Task prompt:
Please copy each line of the data that includes the string "FromStr".

Extracted records
-----

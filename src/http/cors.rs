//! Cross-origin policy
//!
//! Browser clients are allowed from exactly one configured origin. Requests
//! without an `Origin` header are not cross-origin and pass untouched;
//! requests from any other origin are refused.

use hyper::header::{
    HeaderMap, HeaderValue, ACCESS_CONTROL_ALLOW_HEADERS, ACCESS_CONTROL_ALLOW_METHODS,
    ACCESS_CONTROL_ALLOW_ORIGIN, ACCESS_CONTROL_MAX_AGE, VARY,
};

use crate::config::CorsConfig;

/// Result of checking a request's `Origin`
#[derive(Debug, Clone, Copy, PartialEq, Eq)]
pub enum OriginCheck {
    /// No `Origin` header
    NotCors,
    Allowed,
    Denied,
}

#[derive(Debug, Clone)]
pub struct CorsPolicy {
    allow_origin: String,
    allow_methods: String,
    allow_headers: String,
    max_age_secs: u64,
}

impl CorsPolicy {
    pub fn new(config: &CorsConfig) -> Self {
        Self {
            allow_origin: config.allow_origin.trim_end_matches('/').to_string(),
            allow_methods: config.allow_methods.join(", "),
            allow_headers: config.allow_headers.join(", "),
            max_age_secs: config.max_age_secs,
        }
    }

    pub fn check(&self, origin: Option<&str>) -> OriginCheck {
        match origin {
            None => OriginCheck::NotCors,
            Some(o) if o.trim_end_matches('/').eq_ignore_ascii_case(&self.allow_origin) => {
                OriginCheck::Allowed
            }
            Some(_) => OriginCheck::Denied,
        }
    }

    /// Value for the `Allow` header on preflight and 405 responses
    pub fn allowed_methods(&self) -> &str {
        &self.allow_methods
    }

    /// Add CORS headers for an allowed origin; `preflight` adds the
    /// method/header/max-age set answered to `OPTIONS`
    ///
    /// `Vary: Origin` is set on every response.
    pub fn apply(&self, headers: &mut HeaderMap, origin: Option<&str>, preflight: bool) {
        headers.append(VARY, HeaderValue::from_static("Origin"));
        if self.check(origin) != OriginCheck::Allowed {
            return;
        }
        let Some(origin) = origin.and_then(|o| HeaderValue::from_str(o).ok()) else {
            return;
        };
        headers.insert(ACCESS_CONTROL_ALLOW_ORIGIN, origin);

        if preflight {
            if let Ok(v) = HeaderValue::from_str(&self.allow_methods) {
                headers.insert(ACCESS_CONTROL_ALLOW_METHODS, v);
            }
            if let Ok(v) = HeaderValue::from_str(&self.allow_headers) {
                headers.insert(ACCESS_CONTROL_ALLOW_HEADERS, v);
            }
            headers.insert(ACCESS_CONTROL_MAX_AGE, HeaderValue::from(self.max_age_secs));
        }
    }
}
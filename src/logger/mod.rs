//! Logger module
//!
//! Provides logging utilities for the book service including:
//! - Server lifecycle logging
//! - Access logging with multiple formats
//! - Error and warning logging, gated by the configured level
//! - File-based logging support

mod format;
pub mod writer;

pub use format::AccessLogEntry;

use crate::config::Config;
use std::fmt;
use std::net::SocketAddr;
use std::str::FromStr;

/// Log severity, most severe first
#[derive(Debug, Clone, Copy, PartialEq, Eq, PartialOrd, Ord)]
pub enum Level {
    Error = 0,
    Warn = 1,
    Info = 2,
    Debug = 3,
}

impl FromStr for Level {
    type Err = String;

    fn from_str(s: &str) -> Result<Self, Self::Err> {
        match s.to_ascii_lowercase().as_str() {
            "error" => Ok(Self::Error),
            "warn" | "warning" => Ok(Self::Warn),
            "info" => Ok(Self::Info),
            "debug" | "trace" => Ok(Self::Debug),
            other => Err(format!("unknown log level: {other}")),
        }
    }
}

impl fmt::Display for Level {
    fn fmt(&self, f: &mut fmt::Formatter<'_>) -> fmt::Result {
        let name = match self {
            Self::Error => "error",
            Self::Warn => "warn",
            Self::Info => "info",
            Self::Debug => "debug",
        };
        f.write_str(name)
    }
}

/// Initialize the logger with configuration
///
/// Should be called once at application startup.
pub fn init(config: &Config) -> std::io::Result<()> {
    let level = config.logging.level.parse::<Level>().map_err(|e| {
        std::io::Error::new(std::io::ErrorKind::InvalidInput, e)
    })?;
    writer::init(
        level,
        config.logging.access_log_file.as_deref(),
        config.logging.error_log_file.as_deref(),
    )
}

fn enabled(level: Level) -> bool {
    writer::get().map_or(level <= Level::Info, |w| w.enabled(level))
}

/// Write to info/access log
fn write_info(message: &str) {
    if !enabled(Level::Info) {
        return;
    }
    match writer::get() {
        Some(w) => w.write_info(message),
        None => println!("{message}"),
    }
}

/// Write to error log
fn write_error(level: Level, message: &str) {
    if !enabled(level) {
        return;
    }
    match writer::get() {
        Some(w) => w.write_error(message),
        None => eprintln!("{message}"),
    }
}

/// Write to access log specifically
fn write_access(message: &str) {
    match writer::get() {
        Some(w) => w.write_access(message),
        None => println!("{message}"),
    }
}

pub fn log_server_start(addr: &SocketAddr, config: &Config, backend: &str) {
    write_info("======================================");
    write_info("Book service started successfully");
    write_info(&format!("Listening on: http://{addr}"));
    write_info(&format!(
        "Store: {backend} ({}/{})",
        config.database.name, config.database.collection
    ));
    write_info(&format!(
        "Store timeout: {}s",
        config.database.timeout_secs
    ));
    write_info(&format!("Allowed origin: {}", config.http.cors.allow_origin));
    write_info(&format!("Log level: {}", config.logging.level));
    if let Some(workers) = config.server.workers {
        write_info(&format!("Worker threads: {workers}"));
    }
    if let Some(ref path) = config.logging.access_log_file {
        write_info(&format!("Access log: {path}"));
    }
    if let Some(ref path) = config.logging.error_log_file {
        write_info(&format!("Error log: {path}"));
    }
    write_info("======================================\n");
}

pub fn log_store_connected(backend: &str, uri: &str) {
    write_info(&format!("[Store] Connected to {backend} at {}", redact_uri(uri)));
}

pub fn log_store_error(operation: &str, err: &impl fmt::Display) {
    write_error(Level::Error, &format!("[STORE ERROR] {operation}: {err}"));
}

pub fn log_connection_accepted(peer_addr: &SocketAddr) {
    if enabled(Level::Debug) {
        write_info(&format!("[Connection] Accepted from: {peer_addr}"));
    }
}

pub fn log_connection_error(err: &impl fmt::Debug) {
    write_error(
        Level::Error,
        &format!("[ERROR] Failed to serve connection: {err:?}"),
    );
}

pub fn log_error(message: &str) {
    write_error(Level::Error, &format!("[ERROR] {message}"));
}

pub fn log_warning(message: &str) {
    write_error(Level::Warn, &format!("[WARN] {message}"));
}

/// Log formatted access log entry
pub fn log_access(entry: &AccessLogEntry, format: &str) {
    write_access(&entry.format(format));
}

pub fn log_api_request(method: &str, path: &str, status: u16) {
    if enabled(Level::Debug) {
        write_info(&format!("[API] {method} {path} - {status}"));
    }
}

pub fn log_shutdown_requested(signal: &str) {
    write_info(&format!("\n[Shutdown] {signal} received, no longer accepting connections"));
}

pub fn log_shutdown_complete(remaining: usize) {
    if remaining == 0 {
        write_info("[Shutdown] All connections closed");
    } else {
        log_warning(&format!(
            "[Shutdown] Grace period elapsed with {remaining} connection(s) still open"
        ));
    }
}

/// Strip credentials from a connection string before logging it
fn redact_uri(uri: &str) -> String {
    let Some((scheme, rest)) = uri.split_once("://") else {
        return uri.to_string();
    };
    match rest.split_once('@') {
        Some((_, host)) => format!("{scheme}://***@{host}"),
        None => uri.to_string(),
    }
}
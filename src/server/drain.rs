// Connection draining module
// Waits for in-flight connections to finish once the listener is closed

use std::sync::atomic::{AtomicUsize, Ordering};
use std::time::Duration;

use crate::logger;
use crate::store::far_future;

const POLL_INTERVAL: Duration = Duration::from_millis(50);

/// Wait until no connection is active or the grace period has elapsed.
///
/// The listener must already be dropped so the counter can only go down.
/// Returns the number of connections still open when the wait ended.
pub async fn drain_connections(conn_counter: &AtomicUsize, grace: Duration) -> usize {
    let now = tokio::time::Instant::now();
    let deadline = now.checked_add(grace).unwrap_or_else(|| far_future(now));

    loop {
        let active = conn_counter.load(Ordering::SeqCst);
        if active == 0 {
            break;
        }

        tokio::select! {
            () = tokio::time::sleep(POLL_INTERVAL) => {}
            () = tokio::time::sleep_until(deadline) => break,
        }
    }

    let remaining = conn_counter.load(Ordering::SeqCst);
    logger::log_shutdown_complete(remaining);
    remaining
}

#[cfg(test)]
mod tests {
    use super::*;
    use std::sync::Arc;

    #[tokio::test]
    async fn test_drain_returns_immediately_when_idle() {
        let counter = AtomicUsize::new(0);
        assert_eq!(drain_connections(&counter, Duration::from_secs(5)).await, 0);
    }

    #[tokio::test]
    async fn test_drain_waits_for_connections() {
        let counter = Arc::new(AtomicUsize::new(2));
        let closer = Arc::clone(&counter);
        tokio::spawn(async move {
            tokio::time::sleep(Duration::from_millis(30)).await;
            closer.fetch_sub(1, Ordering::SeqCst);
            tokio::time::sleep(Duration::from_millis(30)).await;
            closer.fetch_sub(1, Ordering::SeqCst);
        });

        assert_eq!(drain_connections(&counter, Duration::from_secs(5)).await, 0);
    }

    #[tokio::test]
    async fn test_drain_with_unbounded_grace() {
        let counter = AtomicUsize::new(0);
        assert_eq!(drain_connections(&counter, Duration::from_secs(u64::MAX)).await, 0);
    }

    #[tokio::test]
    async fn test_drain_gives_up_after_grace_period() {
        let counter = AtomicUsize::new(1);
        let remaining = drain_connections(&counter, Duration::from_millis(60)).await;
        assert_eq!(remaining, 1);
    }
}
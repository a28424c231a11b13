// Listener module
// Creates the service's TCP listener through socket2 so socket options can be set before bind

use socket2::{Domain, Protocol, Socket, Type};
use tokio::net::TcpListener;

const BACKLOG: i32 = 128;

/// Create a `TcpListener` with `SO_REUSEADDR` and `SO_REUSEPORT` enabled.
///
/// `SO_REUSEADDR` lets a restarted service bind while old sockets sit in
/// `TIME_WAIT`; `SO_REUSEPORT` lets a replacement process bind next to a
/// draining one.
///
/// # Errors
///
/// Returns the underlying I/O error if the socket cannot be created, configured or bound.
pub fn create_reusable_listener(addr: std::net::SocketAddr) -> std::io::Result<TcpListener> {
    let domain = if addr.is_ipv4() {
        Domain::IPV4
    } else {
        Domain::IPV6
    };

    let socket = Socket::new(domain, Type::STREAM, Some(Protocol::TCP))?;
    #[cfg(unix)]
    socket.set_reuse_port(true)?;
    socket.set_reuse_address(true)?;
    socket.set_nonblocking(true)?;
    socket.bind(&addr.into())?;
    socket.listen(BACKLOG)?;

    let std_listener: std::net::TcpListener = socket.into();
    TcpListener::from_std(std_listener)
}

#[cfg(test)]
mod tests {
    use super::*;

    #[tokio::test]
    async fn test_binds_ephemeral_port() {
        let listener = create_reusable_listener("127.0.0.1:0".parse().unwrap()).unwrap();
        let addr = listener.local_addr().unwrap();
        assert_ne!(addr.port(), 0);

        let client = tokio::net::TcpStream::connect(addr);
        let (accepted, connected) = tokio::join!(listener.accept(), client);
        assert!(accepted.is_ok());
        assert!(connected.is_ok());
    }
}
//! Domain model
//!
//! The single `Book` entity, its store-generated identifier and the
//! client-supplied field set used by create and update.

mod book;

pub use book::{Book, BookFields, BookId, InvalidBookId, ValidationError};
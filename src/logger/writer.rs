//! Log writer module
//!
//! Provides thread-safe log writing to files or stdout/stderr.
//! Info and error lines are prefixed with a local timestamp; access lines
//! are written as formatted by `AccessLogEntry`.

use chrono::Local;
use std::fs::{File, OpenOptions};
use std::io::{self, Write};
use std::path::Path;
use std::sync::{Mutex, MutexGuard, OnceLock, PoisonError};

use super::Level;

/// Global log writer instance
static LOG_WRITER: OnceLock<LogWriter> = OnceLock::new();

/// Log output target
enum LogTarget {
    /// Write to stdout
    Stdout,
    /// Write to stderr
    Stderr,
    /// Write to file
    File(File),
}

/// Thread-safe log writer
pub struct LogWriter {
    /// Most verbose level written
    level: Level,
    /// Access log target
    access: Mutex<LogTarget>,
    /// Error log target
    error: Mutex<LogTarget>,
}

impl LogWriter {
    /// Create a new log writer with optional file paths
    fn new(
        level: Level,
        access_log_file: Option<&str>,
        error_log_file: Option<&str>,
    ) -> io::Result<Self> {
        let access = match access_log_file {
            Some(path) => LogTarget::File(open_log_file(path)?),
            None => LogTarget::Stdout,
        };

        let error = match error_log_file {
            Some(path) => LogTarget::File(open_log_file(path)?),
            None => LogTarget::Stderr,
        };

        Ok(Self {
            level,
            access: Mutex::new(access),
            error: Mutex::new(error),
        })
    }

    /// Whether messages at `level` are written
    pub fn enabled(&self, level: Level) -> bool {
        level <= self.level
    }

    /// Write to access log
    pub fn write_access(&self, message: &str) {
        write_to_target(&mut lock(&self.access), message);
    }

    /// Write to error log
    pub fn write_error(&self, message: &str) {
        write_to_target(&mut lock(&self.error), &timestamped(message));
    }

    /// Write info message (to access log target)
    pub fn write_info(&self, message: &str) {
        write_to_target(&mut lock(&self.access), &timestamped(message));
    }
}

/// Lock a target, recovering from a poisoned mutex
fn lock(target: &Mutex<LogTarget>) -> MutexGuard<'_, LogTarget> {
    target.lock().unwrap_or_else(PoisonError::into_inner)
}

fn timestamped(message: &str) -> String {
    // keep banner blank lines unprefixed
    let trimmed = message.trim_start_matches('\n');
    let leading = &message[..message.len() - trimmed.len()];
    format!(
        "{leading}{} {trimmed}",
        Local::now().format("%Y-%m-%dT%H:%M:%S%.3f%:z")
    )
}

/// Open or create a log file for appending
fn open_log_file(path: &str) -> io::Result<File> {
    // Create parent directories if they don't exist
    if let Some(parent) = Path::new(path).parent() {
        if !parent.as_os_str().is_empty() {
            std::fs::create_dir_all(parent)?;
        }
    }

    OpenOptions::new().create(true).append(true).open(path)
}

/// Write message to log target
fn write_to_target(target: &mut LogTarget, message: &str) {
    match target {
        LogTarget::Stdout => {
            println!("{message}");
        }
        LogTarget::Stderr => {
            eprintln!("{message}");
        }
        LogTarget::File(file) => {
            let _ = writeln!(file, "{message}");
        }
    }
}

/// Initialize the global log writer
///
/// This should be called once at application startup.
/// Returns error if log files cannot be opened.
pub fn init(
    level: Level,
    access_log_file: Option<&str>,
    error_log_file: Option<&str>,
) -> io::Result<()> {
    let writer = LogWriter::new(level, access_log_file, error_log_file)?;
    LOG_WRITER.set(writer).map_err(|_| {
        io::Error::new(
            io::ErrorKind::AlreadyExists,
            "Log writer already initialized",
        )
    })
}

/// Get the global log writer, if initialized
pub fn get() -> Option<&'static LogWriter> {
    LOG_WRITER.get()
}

-----

Task solution:
use std::str::FromStr;
impl FromStr for Level {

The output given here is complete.